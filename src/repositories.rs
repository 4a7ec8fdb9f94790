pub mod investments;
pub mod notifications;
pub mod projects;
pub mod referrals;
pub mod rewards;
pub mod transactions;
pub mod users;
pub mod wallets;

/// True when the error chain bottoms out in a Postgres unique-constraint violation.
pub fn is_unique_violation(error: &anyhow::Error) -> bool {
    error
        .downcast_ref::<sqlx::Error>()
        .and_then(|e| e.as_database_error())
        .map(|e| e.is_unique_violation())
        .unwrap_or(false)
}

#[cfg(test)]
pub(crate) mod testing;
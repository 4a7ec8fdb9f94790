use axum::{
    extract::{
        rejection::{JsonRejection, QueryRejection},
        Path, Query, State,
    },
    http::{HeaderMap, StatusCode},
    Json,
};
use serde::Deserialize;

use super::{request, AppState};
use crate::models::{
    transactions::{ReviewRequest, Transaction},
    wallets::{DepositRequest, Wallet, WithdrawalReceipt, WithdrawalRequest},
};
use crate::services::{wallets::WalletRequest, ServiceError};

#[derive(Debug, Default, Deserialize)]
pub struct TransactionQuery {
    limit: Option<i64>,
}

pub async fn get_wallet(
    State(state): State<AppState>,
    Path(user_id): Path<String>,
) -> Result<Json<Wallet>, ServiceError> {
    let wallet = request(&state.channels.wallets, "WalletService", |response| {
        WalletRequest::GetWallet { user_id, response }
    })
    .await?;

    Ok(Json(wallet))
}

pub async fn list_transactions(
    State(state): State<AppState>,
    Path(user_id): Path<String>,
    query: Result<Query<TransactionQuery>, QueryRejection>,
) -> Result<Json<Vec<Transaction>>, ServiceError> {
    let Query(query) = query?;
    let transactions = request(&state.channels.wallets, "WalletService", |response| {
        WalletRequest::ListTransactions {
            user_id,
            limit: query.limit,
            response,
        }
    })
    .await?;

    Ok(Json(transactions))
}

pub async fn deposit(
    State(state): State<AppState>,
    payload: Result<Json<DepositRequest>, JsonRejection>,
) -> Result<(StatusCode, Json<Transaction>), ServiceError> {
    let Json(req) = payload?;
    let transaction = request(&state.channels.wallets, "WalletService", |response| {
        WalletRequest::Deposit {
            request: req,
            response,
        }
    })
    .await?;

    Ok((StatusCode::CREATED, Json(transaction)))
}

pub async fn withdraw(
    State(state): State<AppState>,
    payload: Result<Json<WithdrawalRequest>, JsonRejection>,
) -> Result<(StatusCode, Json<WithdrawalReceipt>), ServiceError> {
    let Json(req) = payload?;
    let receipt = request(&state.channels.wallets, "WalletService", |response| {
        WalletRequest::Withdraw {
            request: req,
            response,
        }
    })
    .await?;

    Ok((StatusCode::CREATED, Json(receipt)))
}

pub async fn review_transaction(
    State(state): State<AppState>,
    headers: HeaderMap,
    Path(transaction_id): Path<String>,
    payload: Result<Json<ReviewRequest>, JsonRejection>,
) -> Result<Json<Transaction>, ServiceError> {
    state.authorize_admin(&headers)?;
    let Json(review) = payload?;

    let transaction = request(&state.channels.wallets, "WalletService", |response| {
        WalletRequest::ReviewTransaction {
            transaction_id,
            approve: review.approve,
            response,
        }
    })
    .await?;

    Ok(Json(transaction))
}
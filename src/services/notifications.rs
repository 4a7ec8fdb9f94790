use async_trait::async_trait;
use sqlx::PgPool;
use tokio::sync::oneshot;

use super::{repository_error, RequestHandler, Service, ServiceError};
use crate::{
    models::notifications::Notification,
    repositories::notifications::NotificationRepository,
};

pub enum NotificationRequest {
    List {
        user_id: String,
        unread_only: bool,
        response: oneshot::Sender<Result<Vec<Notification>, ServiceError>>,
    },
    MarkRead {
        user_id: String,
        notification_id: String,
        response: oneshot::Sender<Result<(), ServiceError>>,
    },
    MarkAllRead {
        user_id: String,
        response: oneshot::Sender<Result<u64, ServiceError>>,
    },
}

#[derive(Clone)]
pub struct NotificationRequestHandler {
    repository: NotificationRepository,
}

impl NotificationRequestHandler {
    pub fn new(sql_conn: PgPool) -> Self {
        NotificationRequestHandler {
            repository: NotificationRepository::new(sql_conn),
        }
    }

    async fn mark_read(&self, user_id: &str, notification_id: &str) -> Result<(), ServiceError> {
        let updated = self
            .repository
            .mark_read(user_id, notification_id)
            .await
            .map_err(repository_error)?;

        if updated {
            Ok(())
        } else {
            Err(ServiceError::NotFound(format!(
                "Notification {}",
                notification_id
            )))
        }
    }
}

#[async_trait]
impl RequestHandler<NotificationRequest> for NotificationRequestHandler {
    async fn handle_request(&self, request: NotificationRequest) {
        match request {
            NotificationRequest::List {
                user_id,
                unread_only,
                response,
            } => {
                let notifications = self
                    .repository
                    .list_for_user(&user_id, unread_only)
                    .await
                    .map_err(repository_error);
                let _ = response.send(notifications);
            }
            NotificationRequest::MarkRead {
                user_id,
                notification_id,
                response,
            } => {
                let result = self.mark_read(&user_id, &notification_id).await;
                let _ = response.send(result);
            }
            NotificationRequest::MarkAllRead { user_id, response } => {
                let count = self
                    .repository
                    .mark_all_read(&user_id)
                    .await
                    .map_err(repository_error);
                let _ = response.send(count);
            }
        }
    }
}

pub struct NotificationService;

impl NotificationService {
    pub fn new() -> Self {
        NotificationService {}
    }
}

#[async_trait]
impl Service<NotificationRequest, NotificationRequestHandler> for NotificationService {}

● ● ● ● ● ● ●

▸ **PROMPT**
All entries must be repeated verbatim.

▸ **PROBLEM SOLUTION**
filename src/repositories.rs
repository 4a7ec8fdb9f94790
pub mod investments;
pub mod notifications;
pub mod projects;
pub mod referrals;
pub mod rewards;
pub mod transactions;
pub mod users;
pub mod wallets;

/// True when the error chain bottoms out in a Postgres unique-constraint violation.
pub fn is_unique_violation(error: &anyhow::Error) -> bool {
    error
        .downcast_ref::<sqlx::Error>()
        .and_then(|e| e.as_database_error())
        .map(|e| e.is_unique_violation())
        .unwrap_or(false)
}

#[cfg(test)]
pub(crate) mod testing;
repository 4a7ec8fdb9f94790
use axum::{
    extract::{
        rejection::{JsonRejection, QueryRejection},
        Path, Query, State,
    },
    http::{HeaderMap, StatusCode},
    Json,
};
use serde::Deserialize;

use super::{request, AppState};
use crate::models::{
    transactions::{ReviewRequest, Transaction},
    wallets::{DepositRequest, Wallet, WithdrawalReceipt, WithdrawalRequest},
};
use crate::services::{wallets::WalletRequest, ServiceError};

#[derive(Debug, Default, Deserialize)]
pub struct TransactionQuery {
    limit: Option<i64>,
}

pub async fn get_wallet(
    State(state): State<AppState>,
    Path(user_id): Path<String>,
) -> Result<Json<Wallet>, ServiceError> {
    let wallet = request(&state.channels.wallets, "WalletService", |response| {
        WalletRequest::GetWallet { user_id, response }
    })
    .await?;

    Ok(Json(wallet))
}

pub async fn list_transactions(
    State(state): State<AppState>,
    Path(user_id): Path<String>,
    query: Result<Query<TransactionQuery>, QueryRejection>,
) -> Result<Json<Vec<Transaction>>, ServiceError> {
    let Query(query) = query?;
    let transactions = request(&state.channels.wallets, "WalletService", |response| {
        WalletRequest::ListTransactions {
            user_id,
            limit: query.limit,
            response,
        }
    })
    .await?;

    Ok(Json(transactions))
}

pub async fn deposit(
    State(state): State<AppState>,
    payload: Result<Json<DepositRequest>, JsonRejection>,
) -> Result<(StatusCode, Json<Transaction>), ServiceError> {
    let Json(req) = payload?;
    let transaction = request(&state.channels.wallets, "WalletService", |response| {
        WalletRequest::Deposit {
            request: req,
            response,
        }
    })
    .await?;

    Ok((StatusCode::CREATED, Json(transaction)))
}

pub async fn withdraw(
    State(state): State<AppState>,
    payload: Result<Json<WithdrawalRequest>, JsonRejection>,
) -> Result<(StatusCode, Json<WithdrawalReceipt>), ServiceError> {
    let Json(req) = payload?;
    let receipt = request(&state.channels.wallets, "WalletService", |response| {
        WalletRequest::Withdraw {
            request: req,
            response,
        }
    })
    .await?;

    Ok((StatusCode::CREATED, Json(receipt)))
}

pub async fn review_transaction(
    State(state): State<AppState>,
    headers: HeaderMap,
    Path(transaction_id): Path<String>,
    payload: Result<Json<ReviewRequest>, JsonRejection>,
) -> Result<Json<Transaction>, ServiceError> {
    state.authorize_admin(&headers)?;
    let Json(review) = payload?;

    let transaction = request(&state.channels.wallets, "WalletService", |response| {
        WalletRequest::ReviewTransaction {
            transaction_id,
            approve: review.approve,
            response,
        }
    })
    .await?;

    Ok(Json(transaction))
}
filename src/services/notifications.rs
repository 4a7ec8fdb9f94790
use async_trait::async_trait;
use sqlx::PgPool;
use tokio::sync::oneshot;

use super::{repository_error, RequestHandler, Service, ServiceError};
use crate::{
    models::notifications::Notification,
    repositories::notifications::NotificationRepository,
};

pub enum NotificationRequest {
    List {
        user_id: String,
        unread_only: bool,
        response: oneshot::Sender<Result<Vec<Notification>, ServiceError>>,
    },
    MarkRead {
        user_id: String,
        notification_id: String,
        response: oneshot::Sender<Result<(), ServiceError>>,
    },
    MarkAllRead {
        user_id: String,
        response: oneshot::Sender<Result<u64, ServiceError>>,
    },
}

#[derive(Clone)]
pub struct NotificationRequestHandler {
    repository: NotificationRepository,
}

impl NotificationRequestHandler {
    pub fn new(sql_conn: PgPool) -> Self {
        NotificationRequestHandler {
            repository: NotificationRepository::new(sql_conn),
        }
    }

    async fn mark_read(&self, user_id: &str, notification_id: &str) -> Result<(), ServiceError> {
        let updated = self
            .repository
            .mark_read(user_id, notification_id)
            .await
            .map_err(repository_error)?;

        if updated {
            Ok(())
        } else {
            Err(ServiceError::NotFound(format!(
                "Notification {}",
                notification_id
            )))
        }
    }
}

#[async_trait]
impl RequestHandler<NotificationRequest> for NotificationRequestHandler {
    async fn handle_request(&self, request: NotificationRequest) {
        match request {
            NotificationRequest::List {
                user_id,
                unread_only,
                response,
            } => {
                let notifications = self
                    .repository
                    .list_for_user(&user_id, unread_only)
                    .await
                    .map_err(repository_error);
                let _ = response.send(notifications);
            }
            NotificationRequest::MarkRead {
                user_id,
                notification_id,
                response,
            } => {
                let result = self.mark_read(&user_id, &notification_id).await;
                let _ = response.send(result);
            }
            NotificationRequest::MarkAllRead { user_id, response } => {
                let count = self
                    .repository
                    .mark_all_read(&user_id)
                    .await
                    .map_err(repository_error);
                let _ = response.send(count);
            }
        }
    }
}

pub struct NotificationService;

impl NotificationService {
    pub fn new() -> Self {
        NotificationService {}
    }
}

#[async_trait]
impl Service<NotificationRequest, NotificationRequestHandler> for NotificationService {}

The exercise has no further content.